Pasando página

Me está costando. Poco, pero me está costando. Joder, ha sido un año, cuatro veces mi récord anterior. Además, esta vez yo estaba muy enamorado y muy decidido a quererle. Sobre todo porque desde el principio él me decía que me quería mucho, que le gustaba y toda esa pesca. Si bien desde los primeros meses me empezó a dar pistas del tipo a mí es que no me gusta depender de nadie, nunca me habría imaginado que alguien que me echaba tanto de menos y me miraba como me miraba él podría querer apartarme.

La semana pasada, después de casi un mes de mareos, conseguí que admitiera que no quería estar conmigo, ni volver conmigo, ni arreglar lo nuestro porque ya se había estropeado. Que no quería estar con nadie, pero que ahora le apetecía intentarlo con Maderas Zaidín. Está muy enamorado de él, eso ya lo sé. También sé que estaba muy enamorado de mí, pero que se venía repitiendo desde más o menos cuando me fui a Alemania que no le gustaba depender de nadie. Y claro, eso mina cualquier cosa. Por mucha ilusión, por mucho que me echara de menos, por muy realizado que se sintiera a mi lado, siempre me veía como una especie de lastre para su evolución personal.

Paradójicamente, ayer me dio las gracias por lo todo lo que le había enseñado.

Yo estoy mucho más liberado desde la conversación de la semana pasada. Me siento mejor conmigo mismo. Me río más. Tengo menos cambios de humor. También es verdad que ha pasado ya algún tiempo, pero la conversación marcó un punto de inflexión: ya no tenía ganas de verle. Ni ganas de saber por qué se desilusionó ni se desenamoró. Ni ganas de arreglarlo. Porque él ya no estaba liado, ya sabía lo que quería, y lo que no quería. Y se acabaron las señales contradictorias. He tenido suficientes señales contradictorias para toda mi vida, gracias. Yo siempre he sabido lo que quería, pero a la vista de los hechos, no es compatible con lo que él quiere. Y teniendo en cuenta que era bastante infeliz con él, a lo mejor me ha hecho un favor. Porque es muy duro estar con alguien que te da tan poco, o lo que es lo mismo, estar siempre a la espera de que la situación mejore. Teníamos muchas cosas buenas y compartíamos mucho, pero yo siempre me sentí poco querido, si no contamos el primer mes, claro.

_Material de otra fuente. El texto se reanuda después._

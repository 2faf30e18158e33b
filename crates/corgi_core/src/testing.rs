/*
 * SPDX-FileCopyrightText: 2026 RedHunt07 - FEDI3 Project
 * SPDX-License-Identifier: AGPL-3.0-only
 */

//! In-memory collaborators for controller tests.

use crate::action::StatusAction;
use crate::analytics::InteractionSink;
use crate::api::StatusApi;
use crate::cache::StatusCache;
use crate::session::Session;
use anyhow::{anyhow, Result};
use async_trait::async_trait;
use corgi_protocol::{Account, InteractionRecord, Status};
use std::collections::VecDeque;
use std::sync::atomic::{AtomicBool, Ordering};
use std::sync::{Arc, Mutex};
use std::thread::ThreadId;
use tokio::sync::Notify;

pub fn sample_status(id: &str, author: &str) -> Status {
    Status {
        id: id.to_string(),
        uri: format!("https://example.social/users/{author}/statuses/{id}"),
        account: Account {
            id: author.to_string(),
            username: author.to_string(),
            acct: author.to_string(),
            ..Default::default()
        },
        content: "<p>hello</p>".to_string(),
        ..Default::default()
    }
}

pub fn signed_in(account_id: &str) -> Session {
    Session::signed_in(Account {
        id: account_id.to_string(),
        ..Default::default()
    })
}

/// Replays scripted responses in order. A gated api waits for one
/// `Notify` permit per call before answering.
#[derive(Default)]
pub struct FakeApi {
    responses: Mutex<VecDeque<Result<Status, String>>>,
    calls: Mutex<Vec<(StatusAction, bool, String)>>,
    gate: Option<Arc<Notify>>,
}

impl FakeApi {
    pub fn new() -> Self {
        Self::default()
    }

    pub fn gated() -> Self {
        Self {
            gate: Some(Arc::new(Notify::new())),
            ..Default::default()
        }
    }

    pub fn gate(&self) -> Arc<Notify> {
        self.gate.clone().unwrap_or_else(|| Arc::new(Notify::new()))
    }

    pub fn push_ok(&self, status: Status) {
        self.responses.lock().unwrap().push_back(Ok(status));
    }

    pub fn push_err(&self, msg: &str) {
        self.responses.lock().unwrap().push_back(Err(msg.to_string()));
    }

    /// `(action, activate, status_id)` per call.
    pub fn calls(&self) -> Vec<(StatusAction, bool, String)> {
        self.calls.lock().unwrap().clone()
    }

    async fn answer(
        &self,
        action: StatusAction,
        activate: bool,
        status_id: &str,
    ) -> Result<Status> {
        self.calls
            .lock()
            .unwrap()
            .push((action, activate, status_id.to_string()));
        if let Some(gate) = &self.gate {
            gate.notified().await;
        }
        let next = self.responses.lock().unwrap().pop_front();
        match next {
            Some(Ok(status)) => Ok(status),
            Some(Err(msg)) => Err(anyhow!(msg)),
            None => Err(anyhow!("no scripted response")),
        }
    }
}

#[async_trait]
impl StatusApi for FakeApi {
    async fn activate(&self, action: StatusAction, status_id: &str) -> Result<Status> {
        self.answer(action, true, status_id).await
    }

    async fn deactivate(&self, action: StatusAction, status_id: &str) -> Result<Status> {
        self.answer(action, false, status_id).await
    }
}

#[derive(Default)]
pub struct MemoryCache {
    stored: Mutex<Vec<Status>>,
    writers: Mutex<Vec<ThreadId>>,
    pub fail: AtomicBool,
}

impl MemoryCache {
    pub fn stored(&self) -> Vec<Status> {
        self.stored.lock().unwrap().clone()
    }

    /// Thread of every `store` call, failed ones included.
    pub fn writer_threads(&self) -> Vec<ThreadId> {
        self.writers.lock().unwrap().clone()
    }
}

impl StatusCache for MemoryCache {
    fn store(&self, status: &Status) -> Result<()> {
        self.writers.lock().unwrap().push(std::thread::current().id());
        if self.fail.load(Ordering::SeqCst) {
            return Err(anyhow!("disk full"));
        }
        self.stored.lock().unwrap().push(status.clone());
        Ok(())
    }

    fn load(&self, status_id: &str) -> Result<Option<Status>> {
        Ok(self
            .stored
            .lock()
            .unwrap()
            .iter()
            .rev()
            .find(|s| s.id == status_id)
            .cloned())
    }
}

#[derive(Default)]
pub struct RecordingSink {
    records: Mutex<Vec<InteractionRecord>>,
    pub fail: AtomicBool,
}

impl RecordingSink {
    pub fn records(&self) -> Vec<InteractionRecord> {
        self.records.lock().unwrap().clone()
    }
}

#[async_trait]
impl InteractionSink for RecordingSink {
    async fn record(&self, record: InteractionRecord) -> Result<()> {
        if self.fail.load(Ordering::SeqCst) {
            return Err(anyhow!("analytics unreachable"));
        }
        self.records.lock().unwrap().push(record);
        Ok(())
    }
}
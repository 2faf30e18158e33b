/*
 * SPDX-FileCopyrightText: 2026 RedHunt07 - FEDI3 Project
 * SPDX-License-Identifier: AGPL-3.0-only
 */

use crate::action::StatusAction;
use anyhow::{Context, Result};
use async_trait::async_trait;
use corgi_protocol::{Account, Status};
use reqwest::header::ACCEPT;
use reqwest::{Method, Response};
use urlencoding::encode;

/// Mutation endpoints of the remote status API. Every call returns the
/// status representation the server sent back.
#[async_trait]
pub trait StatusApi: Send + Sync {
    async fn activate(&self, action: StatusAction, status_id: &str) -> Result<Status>;
    async fn deactivate(&self, action: StatusAction, status_id: &str) -> Result<Status>;
}

/// Mastodon `v1` REST client authenticated with a bearer token.
#[derive(Clone)]
pub struct MastodonClient {
    http: reqwest::Client,
    instance_url: String,
    access_token: String,
}

impl MastodonClient {
    pub fn new(http: reqwest::Client, instance_url: &str, access_token: &str) -> Self {
        Self {
            http,
            instance_url: instance_url.trim().trim_end_matches('/').to_string(),
            access_token: access_token.trim().to_string(),
        }
    }

    pub fn instance_url(&self) -> &str {
        &self.instance_url
    }

    pub async fn fetch_status(&self, status_id: &str) -> Result<Status> {
        let url = format!("{}/api/v1/statuses/{}", self.instance_url, encode(status_id));
        let resp = self.send(Method::GET, &url).await?;
        resp.json::<Status>()
            .await
            .with_context(|| format!("parse status json from {url}"))
    }

    pub async fn verify_credentials(&self) -> Result<Account> {
        let url = format!("{}/api/v1/accounts/verify_credentials", self.instance_url);
        let resp = self.send(Method::GET, &url).await?;
        resp.json::<Account>()
            .await
            .with_context(|| format!("parse account json from {url}"))
    }

    async fn mutate(&self, status_id: &str, verb: &str) -> Result<Status> {
        let url = format!(
            "{}/api/v1/statuses/{}/{}",
            self.instance_url,
            encode(status_id),
            verb
        );
        let resp = self.send(Method::POST, &url).await?;
        resp.json::<Status>()
            .await
            .with_context(|| format!("parse {verb} response from {url}"))
    }

    async fn send(&self, method: Method, url: &str) -> Result<Response> {
        let mut req = self
            .http
            .request(method.clone(), url)
            .header(ACCEPT, "application/json");
        if !self.access_token.is_empty() {
            req = req.bearer_auth(&self.access_token);
        }
        let resp = req
            .send()
            .await
            .with_context(|| format!("{method} {url}"))?;
        let status = resp.status();
        if !status.is_success() {
            let text = resp.text().await.unwrap_or_default();
            anyhow::bail!("{method} {url} rejected: {status} {text}");
        }
        Ok(resp)
    }
}

#[async_trait]
impl StatusApi for MastodonClient {
    async fn activate(&self, action: StatusAction, status_id: &str) -> Result<Status> {
        self.mutate(status_id, action.activate_verb()).await
    }

    async fn deactivate(&self, action: StatusAction, status_id: &str) -> Result<Status> {
        self.mutate(status_id, action.deactivate_verb()).await
    }
}

#[cfg(test)]
mod tests {
    use super::*;
    use httpmock::prelude::*;
    use serde_json::json;

    fn status_json(id: &str, favourited: bool, count: u64) -> serde_json::Value {
        json!({
            "id": id,
            "account": { "id": "a1", "username": "ann", "acct": "ann" },
            "visibility": "public",
            "favourited": favourited,
            "favourites_count": count
        })
    }

    #[tokio::test]
    async fn favourite_posts_to_verb_endpoint() -> Result<()> {
        let server = MockServer::start_async().await;
        let mock = server
            .mock_async(|when, then| {
                when.method(POST)
                    .path("/api/v1/statuses/42/favourite")
                    .header("authorization", "Bearer tok");
                then.status(200).json_body(status_json("42", true, 4));
            })
            .await;

        let client = MastodonClient::new(reqwest::Client::new(), &server.base_url(), "tok");
        let status = client.activate(StatusAction::Favourite, "42").await?;

        mock.assert_async().await;
        assert!(status.favourited);
        assert_eq!(status.favourites_count, 4);
        Ok(())
    }

    #[tokio::test]
    async fn deactivate_uses_undo_verb() -> Result<()> {
        let server = MockServer::start_async().await;
        let mock = server
            .mock_async(|when, then| {
                when.method(POST).path("/api/v1/statuses/42/unbookmark");
                then.status(200).json_body(status_json("42", false, 0));
            })
            .await;

        let base = format!("{}/", server.base_url());
        let client = MastodonClient::new(reqwest::Client::new(), &base, "tok");
        client.deactivate(StatusAction::Bookmark, "42").await?;

        mock.assert_async().await;
        Ok(())
    }

    #[tokio::test]
    async fn error_status_is_reported_with_body() {
        let server = MockServer::start_async().await;
        server
            .mock_async(|when, then| {
                when.method(POST).path("/api/v1/statuses/9/pin");
                then.status(422).body("{\"error\":\"Validation failed\"}");
            })
            .await;

        let client = MastodonClient::new(reqwest::Client::new(), &server.base_url(), "tok");
        let err = client
            .activate(StatusAction::Pin, "9")
            .await
            .expect_err("422 must fail");
        let msg = format!("{err:#}");
        assert!(msg.contains("422"), "{msg}");
        assert!(msg.contains("Validation failed"), "{msg}");
    }

    #[tokio::test]
    async fn fetch_and_verify_credentials() -> Result<()> {
        let server = MockServer::start_async().await;
        server
            .mock_async(|when, then| {
                when.method(GET).path("/api/v1/statuses/7");
                then.status(200).json_body(status_json("7", false, 1));
            })
            .await;
        server
            .mock_async(|when, then| {
                when.method(GET).path("/api/v1/accounts/verify_credentials");
                then.status(200).json_body(json!({ "id": "me", "username": "me", "acct": "me" }));
            })
            .await;

        let client = MastodonClient::new(reqwest::Client::new(), &server.base_url(), "tok");
        assert_eq!(client.fetch_status("7").await?.id, "7");
        assert_eq!(client.verify_credentials().await?.id, "me");
        Ok(())
    }
}
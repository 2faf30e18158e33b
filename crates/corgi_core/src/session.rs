/*
 * SPDX-FileCopyrightText: 2026 RedHunt07 - FEDI3 Project
 * SPDX-License-Identifier: AGPL-3.0-only
 */

use corgi_protocol::Account;
use std::sync::{PoisonError, RwLock};

/// Who is signed in, if anyone. Shared between every controller of a view.
#[derive(Default)]
pub struct Session {
    current: RwLock<Option<Account>>,
}

impl Session {
    pub fn anonymous() -> Self {
        Self::default()
    }

    pub fn signed_in(account: Account) -> Self {
        Self {
            current: RwLock::new(Some(account)),
        }
    }

    pub fn sign_in(&self, account: Account) {
        *self.current.write().unwrap_or_else(PoisonError::into_inner) = Some(account);
    }

    pub fn sign_out(&self) {
        *self.current.write().unwrap_or_else(PoisonError::into_inner) = None;
    }

    pub fn is_authenticated(&self) -> bool {
        self.current
            .read()
            .unwrap_or_else(PoisonError::into_inner)
            .is_some()
    }

    pub fn current_account_id(&self) -> Option<String> {
        self.current
            .read()
            .unwrap_or_else(PoisonError::into_inner)
            .as_ref()
            .map(|a| a.id.clone())
    }
}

Puede que me sintiera poco querido por su empeño en no depender de mí, pero eso ahora ya da igual. Porque ya pasó. Porque no nos pusimos de acuerdo, y eso cuenta tanto o más que el cariño, la confianza y el enamoramiento.

Me da pena que se acabara. Pero me da más pena aún sentirme engañado, ver frustradas mis ilusiones y mis expectativas porque, a pesar de que me quería, se sentía aprisionado. Y eso, lamentablemente, no es algo en lo que yo le pudiera ayudar.

Yo lo quise pequeño, y pequeño lo he tenido. Espero que el siguiente, al menos, no tenga miedo de quererme.